Material supplied:
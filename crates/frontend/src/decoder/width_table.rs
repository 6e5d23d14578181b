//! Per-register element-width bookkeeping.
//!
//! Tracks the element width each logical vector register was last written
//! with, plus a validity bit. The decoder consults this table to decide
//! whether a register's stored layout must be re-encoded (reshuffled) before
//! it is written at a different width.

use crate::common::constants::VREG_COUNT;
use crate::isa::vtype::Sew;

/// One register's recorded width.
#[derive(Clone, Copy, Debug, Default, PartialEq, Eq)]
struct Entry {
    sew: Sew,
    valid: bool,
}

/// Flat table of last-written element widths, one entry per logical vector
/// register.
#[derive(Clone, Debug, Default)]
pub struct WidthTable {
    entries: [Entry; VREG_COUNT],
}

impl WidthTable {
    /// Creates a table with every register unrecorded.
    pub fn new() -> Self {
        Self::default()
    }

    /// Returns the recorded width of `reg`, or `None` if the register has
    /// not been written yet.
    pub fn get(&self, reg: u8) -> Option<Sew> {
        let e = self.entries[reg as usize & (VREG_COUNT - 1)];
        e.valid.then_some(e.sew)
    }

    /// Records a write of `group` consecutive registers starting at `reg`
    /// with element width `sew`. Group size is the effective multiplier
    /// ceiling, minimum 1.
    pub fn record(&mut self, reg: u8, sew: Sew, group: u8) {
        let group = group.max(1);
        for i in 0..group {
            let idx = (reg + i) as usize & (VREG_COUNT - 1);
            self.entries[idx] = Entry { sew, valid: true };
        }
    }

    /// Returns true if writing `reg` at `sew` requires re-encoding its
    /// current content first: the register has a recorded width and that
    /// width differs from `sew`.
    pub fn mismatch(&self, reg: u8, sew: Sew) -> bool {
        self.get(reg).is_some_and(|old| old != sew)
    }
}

Requirement: Looking at each line of the material above, tally those that hold the string "vector" and give only the total.

Answer: 2